# WHAT YOU WILL DO
Please print the entries below exactly, from the line with "pub fn water(&self)" through the line with "pub fn intersection(&self)", including both of those lines and leaving out all others.

# DATA TO EXAMINE
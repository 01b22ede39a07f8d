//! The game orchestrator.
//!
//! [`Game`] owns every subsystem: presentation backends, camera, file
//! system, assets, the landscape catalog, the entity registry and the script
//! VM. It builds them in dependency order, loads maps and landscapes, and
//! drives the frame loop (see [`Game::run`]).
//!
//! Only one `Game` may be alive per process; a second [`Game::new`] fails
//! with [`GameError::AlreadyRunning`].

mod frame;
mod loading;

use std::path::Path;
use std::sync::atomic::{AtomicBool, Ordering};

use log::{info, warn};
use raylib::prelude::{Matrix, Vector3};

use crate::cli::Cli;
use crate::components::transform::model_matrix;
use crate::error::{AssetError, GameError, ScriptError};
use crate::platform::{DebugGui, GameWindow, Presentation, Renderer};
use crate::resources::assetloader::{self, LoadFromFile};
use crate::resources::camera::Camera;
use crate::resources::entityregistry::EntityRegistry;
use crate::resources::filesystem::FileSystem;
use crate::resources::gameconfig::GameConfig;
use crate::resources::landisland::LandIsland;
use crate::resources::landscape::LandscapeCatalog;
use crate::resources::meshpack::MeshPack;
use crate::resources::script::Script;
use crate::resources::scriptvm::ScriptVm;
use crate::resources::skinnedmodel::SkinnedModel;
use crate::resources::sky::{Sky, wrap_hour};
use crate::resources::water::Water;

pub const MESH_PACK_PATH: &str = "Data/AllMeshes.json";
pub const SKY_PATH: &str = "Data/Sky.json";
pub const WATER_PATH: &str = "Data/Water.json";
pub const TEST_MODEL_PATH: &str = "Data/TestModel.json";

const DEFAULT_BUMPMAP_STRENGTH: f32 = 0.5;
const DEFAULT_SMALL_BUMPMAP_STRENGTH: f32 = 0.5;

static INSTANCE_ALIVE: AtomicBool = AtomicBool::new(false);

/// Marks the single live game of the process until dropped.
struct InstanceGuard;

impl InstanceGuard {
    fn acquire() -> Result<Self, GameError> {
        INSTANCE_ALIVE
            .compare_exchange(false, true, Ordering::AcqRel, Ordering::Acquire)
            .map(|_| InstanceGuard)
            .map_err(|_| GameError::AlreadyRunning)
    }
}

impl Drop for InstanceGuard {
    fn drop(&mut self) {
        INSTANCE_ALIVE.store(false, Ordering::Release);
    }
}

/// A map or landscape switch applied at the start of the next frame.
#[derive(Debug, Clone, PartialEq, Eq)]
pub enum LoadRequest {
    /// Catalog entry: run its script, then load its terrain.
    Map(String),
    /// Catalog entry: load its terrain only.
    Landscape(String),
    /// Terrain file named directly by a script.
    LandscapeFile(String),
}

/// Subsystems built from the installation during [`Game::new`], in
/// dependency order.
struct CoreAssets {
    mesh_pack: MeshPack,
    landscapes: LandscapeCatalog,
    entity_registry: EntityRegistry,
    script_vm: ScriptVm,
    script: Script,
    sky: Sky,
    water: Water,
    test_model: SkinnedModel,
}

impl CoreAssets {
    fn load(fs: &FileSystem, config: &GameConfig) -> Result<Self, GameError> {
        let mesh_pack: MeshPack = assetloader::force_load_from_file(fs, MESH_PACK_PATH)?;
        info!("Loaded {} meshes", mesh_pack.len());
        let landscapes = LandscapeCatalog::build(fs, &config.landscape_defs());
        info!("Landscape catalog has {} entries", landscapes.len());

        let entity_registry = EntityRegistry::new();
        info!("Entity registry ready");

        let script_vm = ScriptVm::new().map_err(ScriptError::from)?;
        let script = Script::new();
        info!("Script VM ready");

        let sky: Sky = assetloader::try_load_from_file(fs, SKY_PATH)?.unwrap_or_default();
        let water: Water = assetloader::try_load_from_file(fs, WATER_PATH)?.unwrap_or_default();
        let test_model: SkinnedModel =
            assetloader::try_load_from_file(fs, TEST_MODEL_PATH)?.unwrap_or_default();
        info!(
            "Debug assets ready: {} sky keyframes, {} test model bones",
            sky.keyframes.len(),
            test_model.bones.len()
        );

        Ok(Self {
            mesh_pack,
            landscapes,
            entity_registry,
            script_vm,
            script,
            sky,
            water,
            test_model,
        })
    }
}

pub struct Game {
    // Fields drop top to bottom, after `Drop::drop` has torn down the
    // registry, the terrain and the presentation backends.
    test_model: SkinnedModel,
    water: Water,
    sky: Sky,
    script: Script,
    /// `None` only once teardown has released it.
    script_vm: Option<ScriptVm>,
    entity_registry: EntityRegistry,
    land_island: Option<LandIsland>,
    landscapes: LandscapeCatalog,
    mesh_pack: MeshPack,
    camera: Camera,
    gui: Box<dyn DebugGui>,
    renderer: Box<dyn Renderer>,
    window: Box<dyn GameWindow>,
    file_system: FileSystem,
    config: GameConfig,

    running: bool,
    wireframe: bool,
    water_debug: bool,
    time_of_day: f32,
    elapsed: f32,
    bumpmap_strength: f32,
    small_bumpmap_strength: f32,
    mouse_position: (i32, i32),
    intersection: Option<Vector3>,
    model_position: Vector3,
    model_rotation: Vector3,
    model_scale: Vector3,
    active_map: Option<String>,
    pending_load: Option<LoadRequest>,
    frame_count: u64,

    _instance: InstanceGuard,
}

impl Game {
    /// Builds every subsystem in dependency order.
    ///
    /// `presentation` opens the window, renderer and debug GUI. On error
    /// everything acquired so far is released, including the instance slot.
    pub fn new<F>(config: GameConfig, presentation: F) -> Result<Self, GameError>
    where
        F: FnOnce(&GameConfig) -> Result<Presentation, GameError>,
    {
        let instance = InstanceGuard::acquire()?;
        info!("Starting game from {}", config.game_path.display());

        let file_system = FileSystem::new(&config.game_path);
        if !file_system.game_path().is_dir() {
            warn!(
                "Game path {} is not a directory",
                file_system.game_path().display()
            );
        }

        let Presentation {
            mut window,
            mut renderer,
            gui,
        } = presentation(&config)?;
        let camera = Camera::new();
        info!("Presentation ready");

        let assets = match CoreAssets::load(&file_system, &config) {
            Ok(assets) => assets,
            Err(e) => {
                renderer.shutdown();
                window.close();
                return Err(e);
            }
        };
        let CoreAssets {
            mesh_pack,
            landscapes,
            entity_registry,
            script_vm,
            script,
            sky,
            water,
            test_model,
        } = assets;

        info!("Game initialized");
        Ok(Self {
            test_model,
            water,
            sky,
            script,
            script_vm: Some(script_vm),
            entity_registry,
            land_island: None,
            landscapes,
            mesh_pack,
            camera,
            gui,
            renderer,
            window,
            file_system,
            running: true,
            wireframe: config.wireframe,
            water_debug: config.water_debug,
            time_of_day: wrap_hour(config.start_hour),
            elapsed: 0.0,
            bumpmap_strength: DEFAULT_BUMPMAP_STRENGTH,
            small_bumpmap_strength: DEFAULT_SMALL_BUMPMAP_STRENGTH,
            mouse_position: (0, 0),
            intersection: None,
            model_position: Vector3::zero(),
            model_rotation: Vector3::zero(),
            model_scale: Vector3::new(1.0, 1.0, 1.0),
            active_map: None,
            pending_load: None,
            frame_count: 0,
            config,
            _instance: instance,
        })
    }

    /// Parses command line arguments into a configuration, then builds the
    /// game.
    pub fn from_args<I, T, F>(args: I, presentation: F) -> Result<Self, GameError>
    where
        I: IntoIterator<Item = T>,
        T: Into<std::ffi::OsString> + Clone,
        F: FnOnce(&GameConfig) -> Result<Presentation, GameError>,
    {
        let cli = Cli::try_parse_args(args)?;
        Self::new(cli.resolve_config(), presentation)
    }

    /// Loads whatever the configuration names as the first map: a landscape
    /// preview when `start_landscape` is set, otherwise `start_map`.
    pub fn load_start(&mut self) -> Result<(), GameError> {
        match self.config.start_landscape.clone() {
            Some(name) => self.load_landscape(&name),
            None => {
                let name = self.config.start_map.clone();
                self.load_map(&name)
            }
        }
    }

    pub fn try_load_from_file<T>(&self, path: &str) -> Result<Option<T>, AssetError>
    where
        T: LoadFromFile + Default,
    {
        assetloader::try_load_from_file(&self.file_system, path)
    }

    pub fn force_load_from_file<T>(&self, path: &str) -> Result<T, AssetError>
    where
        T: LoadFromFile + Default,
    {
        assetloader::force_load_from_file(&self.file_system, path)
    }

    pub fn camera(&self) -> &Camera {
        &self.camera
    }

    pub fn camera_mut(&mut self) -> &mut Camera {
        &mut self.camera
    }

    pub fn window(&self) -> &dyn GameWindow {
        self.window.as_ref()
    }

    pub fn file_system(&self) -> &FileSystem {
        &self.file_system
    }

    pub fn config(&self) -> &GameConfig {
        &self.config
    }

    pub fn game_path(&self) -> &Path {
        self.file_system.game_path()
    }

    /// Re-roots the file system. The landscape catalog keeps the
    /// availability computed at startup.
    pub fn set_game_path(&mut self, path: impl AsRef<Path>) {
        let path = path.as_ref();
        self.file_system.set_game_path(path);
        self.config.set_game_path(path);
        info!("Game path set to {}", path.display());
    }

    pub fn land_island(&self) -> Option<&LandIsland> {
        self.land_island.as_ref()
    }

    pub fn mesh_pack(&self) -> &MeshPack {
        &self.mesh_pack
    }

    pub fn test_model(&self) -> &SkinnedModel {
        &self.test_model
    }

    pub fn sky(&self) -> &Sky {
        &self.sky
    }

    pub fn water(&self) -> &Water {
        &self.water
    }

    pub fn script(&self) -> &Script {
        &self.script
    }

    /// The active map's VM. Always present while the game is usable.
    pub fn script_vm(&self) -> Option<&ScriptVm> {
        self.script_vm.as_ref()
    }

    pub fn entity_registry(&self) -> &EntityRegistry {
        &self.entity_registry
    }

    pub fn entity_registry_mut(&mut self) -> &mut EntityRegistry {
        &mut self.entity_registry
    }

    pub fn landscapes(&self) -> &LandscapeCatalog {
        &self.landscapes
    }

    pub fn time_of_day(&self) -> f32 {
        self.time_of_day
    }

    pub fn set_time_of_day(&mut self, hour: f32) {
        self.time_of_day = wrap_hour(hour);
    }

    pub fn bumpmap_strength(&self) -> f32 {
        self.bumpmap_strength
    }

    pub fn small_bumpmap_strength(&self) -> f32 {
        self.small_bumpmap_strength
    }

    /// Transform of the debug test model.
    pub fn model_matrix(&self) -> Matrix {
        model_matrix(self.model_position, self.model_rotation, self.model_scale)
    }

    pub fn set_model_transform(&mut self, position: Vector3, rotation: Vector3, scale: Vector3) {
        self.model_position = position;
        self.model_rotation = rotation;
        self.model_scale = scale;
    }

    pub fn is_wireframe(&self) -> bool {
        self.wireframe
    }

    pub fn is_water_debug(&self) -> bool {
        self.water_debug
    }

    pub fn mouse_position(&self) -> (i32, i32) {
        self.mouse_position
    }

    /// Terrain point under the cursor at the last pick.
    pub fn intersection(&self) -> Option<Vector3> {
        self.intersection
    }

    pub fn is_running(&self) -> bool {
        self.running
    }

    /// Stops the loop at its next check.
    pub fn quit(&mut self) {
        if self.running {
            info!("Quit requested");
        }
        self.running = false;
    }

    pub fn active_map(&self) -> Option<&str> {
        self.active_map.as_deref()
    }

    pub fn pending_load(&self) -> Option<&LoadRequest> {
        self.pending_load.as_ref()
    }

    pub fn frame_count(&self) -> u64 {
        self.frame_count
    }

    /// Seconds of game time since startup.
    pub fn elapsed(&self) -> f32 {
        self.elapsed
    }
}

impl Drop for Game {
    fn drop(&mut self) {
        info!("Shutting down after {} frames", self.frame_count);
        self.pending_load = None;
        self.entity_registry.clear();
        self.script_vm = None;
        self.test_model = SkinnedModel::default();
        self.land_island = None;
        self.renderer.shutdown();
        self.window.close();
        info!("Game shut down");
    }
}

# RESPONSE TO THE TASK
    pub fn water(&self) -> &Water {
        &self.water
    }

    pub fn script(&self) -> &Script {
        &self.script
    }

    /// The active map's VM. Always present while the game is usable.
    pub fn script_vm(&self) -> Option<&ScriptVm> {
        self.script_vm.as_ref()
    }

    pub fn entity_registry(&self) -> &EntityRegistry {
        &self.entity_registry
    }

    pub fn entity_registry_mut(&mut self) -> &mut EntityRegistry {
        &mut self.entity_registry
    }

    pub fn landscapes(&self) -> &LandscapeCatalog {
        &self.landscapes
    }

    pub fn time_of_day(&self) -> f32 {
        self.time_of_day
    }

    pub fn set_time_of_day(&mut self, hour: f32) {
        self.time_of_day = wrap_hour(hour);
    }

    pub fn bumpmap_strength(&self) -> f32 {
        self.bumpmap_strength
    }

    pub fn small_bumpmap_strength(&self) -> f32 {
        self.small_bumpmap_strength
    }

    /// Transform of the debug test model.
    pub fn model_matrix(&self) -> Matrix {
        model_matrix(self.model_position, self.model_rotation, self.model_scale)
    }

    pub fn set_model_transform(&mut self, position: Vector3, rotation: Vector3, scale: Vector3) {
        self.model_position = position;
        self.model_rotation = rotation;
        self.model_scale = scale;
    }

    pub fn is_wireframe(&self) -> bool {
        self.wireframe
    }

    pub fn is_water_debug(&self) -> bool {
        self.water_debug
    }

    pub fn mouse_position(&self) -> (i32, i32) {
        self.mouse_position
    }

    /// Terrain point under the cursor at the last pick.
    pub fn intersection(&self) -> Option<Vector3> {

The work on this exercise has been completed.